Galvanisé par le Printemps arabe, le Rassemblement national pour la réforme et le développement (Tawassul) veut accroître son influence au sein du mouvement de contestation en Mauritanie. Et soigne à dessein son image.
À Nouakchott, c'est devenu une habitude. En marge des meetings de la Coordination de l'opposition démocratique (COD), dont ils font pourtant partie, les islamistes « modérés » organisent leurs propres réunions. Non sans succès, puisque le Rassemblement national pour la réforme et le développement (RNRD), plus connu sous l'appellation Tawassul (« liaison »), commence à drainer les foules. « Nous mobilisons simplement notre base, afin d'optimiser la participation de nos militants au mouvement de contestation », explique Jemil Ould Mansour, président fondateur du parti à « référentiel islamique », proche des Frères musulmans et autorisé en 2007. Pourtant, depuis plusieurs mois, il a entamé avec ses militants un véritable travail de fond. Sillonnant sans relâche l'intérieur du pays, ils mènent leur propre campagne sous le slogan « les prémices du départ d'Aziz ». Avec une présence logistique revendiquée dans 49 des 53 départements, Tawassul, galvanisé par le Printemps arabe, veut accroître son influence au sein du vaste mouvement de protestation qui vise le chef de l'État, Mohamed Ould Abdelaziz.

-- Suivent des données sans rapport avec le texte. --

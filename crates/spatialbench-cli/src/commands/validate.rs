//! Task spec validation

use std::path::{Path, PathBuf};

use anyhow::{Result, bail};
use spatialbench_eval::TaskLoader;
use spatialbench_eval::tasks::load_task_file;
use spatialbench_graders::GraderRegistry;

use crate::console;

/// Validate every spec under `paths`
pub fn execute(paths: &[PathBuf]) -> Result<()> {
    let registry = GraderRegistry::builtin();
    let mut checked = 0;
    let mut invalid = 0;

    for path in paths {
        for file in TaskLoader::new(path).discover()? {
            checked += 1;
            match check(&file, &registry) {
                Ok(id) => console::success(&format!("{} ({})", id, file.display())),
                Err(message) => {
                    invalid += 1;
                    console::error(&format!("{}: {}", file.display(), message));
                }
            }
        }
    }

    if invalid > 0 {
        bail!("{} of {} task specs are invalid", invalid, checked);
    }
    println!("\n{} task specs are valid", checked);
    Ok(())
}

/// Required fields plus a registered grader type
fn check(path: &Path, registry: &GraderRegistry) -> Result<String, String> {
    let spec = load_task_file(path).map_err(|e| e.to_string())?;
    if let Some(grader) = &spec.grader {
        if !registry.supports(&grader.grader_type) {
            return Err(format!("unknown grader type '{}'", grader.grader_type));
        }
    }
    Ok(spec.id)
}

#[cfg(test)]
mod tests {
    use super::*;
    use serde_json::json;
    use tempfile::TempDir;

    #[test]
    fn test_unknown_grader_is_invalid() {
        let dir = TempDir::new().unwrap();
        let good = dir.path().join("good.json");
        let bad = dir.path().join("bad.json");
        std::fs::write(
            &good,
            json!({"id": "good", "task": "Count cells",
                   "grader": {"type": "numeric_tolerance", "config": {}}})
            .to_string(),
        )
        .unwrap();
        std::fs::write(
            &bad,
            json!({"id": "bad", "task": "Count cells",
                   "grader": {"type": "vibes", "config": {}}})
            .to_string(),
        )
        .unwrap();

        let registry = GraderRegistry::builtin();
        assert_eq!(check(&good, &registry).unwrap(), "good");
        assert!(check(&bad, &registry).unwrap_err().contains("vibes"));
        assert!(execute(&[dir.path().to_path_buf()]).is_err());
        assert!(execute(&[good]).is_ok());
    }
}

Cultivant une image moderne, Ould Mansour est affable et volontiers rieur. Lors de ses meetings, il s'évertue à dénoncer les conditions de vie des plus démunis, dont il rend Ould Abdelaziz responsable. « L'ensemble de son bilan est négatif, juge-t-il. En concentrant les pouvoirs, il renoue avec les vieilles méthodes. » Ould Mansour salue l'élection de Mohamed Morsi en Égypte, mais nie toute appartenance en tant que parti politique à la confrérie des Frères musulmans. Ses relations avec les Tunisiens d'Ennahdha ou les Marocains du Parti de la justice et du développement (PJD) ? « Nous les soutenons, mais nous sommes indépendants. » Partisan d'un islam modéré, Tawassul tient à se dissocier des salafistes. Ainsi Ould Mansour condamne-t-il fermement, au nom de la « liberté religieuse », la destruction des mausolées à Tombouctou et se dit favorable à une intervention militaire au Mali, mais « africaine » et en « dernier recours ». En revanche, il ne rejette pas l'idée de dialoguer avec les salafistes mauritaniens, bien qu'ils « nous reprochent d'être des démocrates, d'encourager la participation des femmes à la vie politique ou de valoriser les arts ».

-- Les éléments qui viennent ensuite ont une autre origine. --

//! Per-evaluation result record

use serde::{Deserialize, Serialize};
use serde_json::{Map, Value};
use spatialbench_graders::{AgentAnswer, GraderResult};

use crate::error::{ErrorEntry, EvalError};

/// Outcome of one evaluation, as written to the batch summary
#[derive(Debug, Clone, PartialEq, Serialize, Deserialize)]
pub struct EvalResultRecord {
    #[serde(alias = "test_id")]
    pub eval_id: String,

    /// `Some` only when grading ran
    pub passed: Option<bool>,

    #[serde(default)]
    pub agent_answer: Option<AgentAnswer>,

    #[serde(default)]
    pub grader_result: Option<GraderResult>,

    #[serde(default)]
    pub metadata: Map<String, Value>,
}

impl EvalResultRecord {
    pub fn new(eval_id: impl Into<String>) -> Self {
        Self {
            eval_id: eval_id.into(),
            passed: None,
            agent_answer: None,
            grader_result: None,
            metadata: Map::new(),
        }
    }

    /// Record for an evaluation that produced nothing but an error
    pub fn from_error(eval_id: impl Into<String>, err: &EvalError, duration_s: f64) -> Self {
        let mut record = Self::new(eval_id);
        record
            .metadata
            .insert("duration_s".into(), Value::from(crate::round2(duration_s)));
        record.push_error(err.to_entry());
        record
    }

    /// Append an entry to `metadata.errors`
    pub fn push_error(&mut self, entry: ErrorEntry) {
        let entry = serde_json::to_value(entry).unwrap_or(Value::Null);
        match self.metadata.get_mut("errors") {
            Some(Value::Array(errors)) => errors.push(entry),
            _ => {
                self.metadata.insert("errors".into(), Value::Array(vec![entry]));
            }
        }
    }

    /// Entries of `metadata.errors`
    pub fn errors(&self) -> Vec<ErrorEntry> {
        self.metadata
            .get("errors")
            .and_then(Value::as_array)
            .map(|errors| {
                errors
                    .iter()
                    .filter_map(|e| serde_json::from_value(e.clone()).ok())
                    .collect()
            })
            .unwrap_or_default()
    }

    /// Whether any error with `code` was recorded
    pub fn has_error(&self, code: &str) -> bool {
        self.errors().iter().any(|e| e.code == code)
    }

    pub fn duration_s(&self) -> Option<f64> {
        self.metadata.get("duration_s").and_then(Value::as_f64)
    }

    /// Agent-reported cost
    pub fn cost(&self) -> Option<f64> {
        self.metadata.get("total_cost").and_then(Value::as_f64)
    }

    /// Agent-reported steps: `n_steps`, falling back to `n_turns`
    pub fn steps(&self) -> Option<f64> {
        ["n_steps", "n_turns"]
            .iter()
            .find_map(|key| self.metadata.get(*key).and_then(Value::as_f64))
    }
}

#[cfg(test)]
mod tests {
    use super::*;
    use serde_json::json;

    #[test]
    fn test_error_record() {
        let err = EvalError::data_staging("latch:///x.h5ad", "403");
        let record = EvalResultRecord::from_error("qc_01", &err, 1.23456);

        assert_eq!(record.passed, None);
        assert_eq!(record.duration_s(), Some(1.23));
        assert!(record.has_error("data_staging"));
        assert_eq!(record.errors().len(), 1);
    }

    #[test]
    fn test_steps_fallback() {
        let mut record = EvalResultRecord::new("a");
        assert_eq!(record.steps(), None);
        record.metadata.insert("n_turns".into(), json!(12));
        assert_eq!(record.steps(), Some(12.0));
        record.metadata.insert("n_steps".into(), json!(5));
        assert_eq!(record.steps(), Some(5.0));
    }

    #[test]
    fn test_accepts_test_id_alias() {
        let record: EvalResultRecord =
            serde_json::from_value(json!({"test_id": "legacy", "passed": true})).unwrap();
        assert_eq!(record.eval_id, "legacy");
        assert_eq!(record.passed, Some(true));
    }
}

Par ailleurs, alors que la Mauritanie est l'une de leurs cibles privilégiées, il reconnaît que c'est un « devoir » de lutter contre les terroristes, mais « à l'intérieur de nos frontières et après consultation nationale. Aziz s'est engagé seul dans cette guerre pour bénéficier de l'appui des Occidentaux, ce qui est totalement irresponsable ».
Réseau associatif
Tawassul possède ses propres journaux en ligne (Alkhabar et Sirradj) et vient d'obtenir l'agrément pour la création d'une chaîne de télévision. Le parti a investi le terrain humanitaire - il gère plusieurs centres de santé et a son propre réseau associatif. Sur le plan du financement, Ould Mansour est catégorique : « Nous vivons des contributions de nos militants, à savoir 5 % des revenus pour un fonctionnaire. » Mais à Nouakchott, on livre volontiers une autre version : des donations, facilitées par l'imam Moktar el-Hacen Ould Deddew, proche de Tawassul, proviendraient des pays du Golfe, via la solidarité entre partis et associations d'obédience islamique.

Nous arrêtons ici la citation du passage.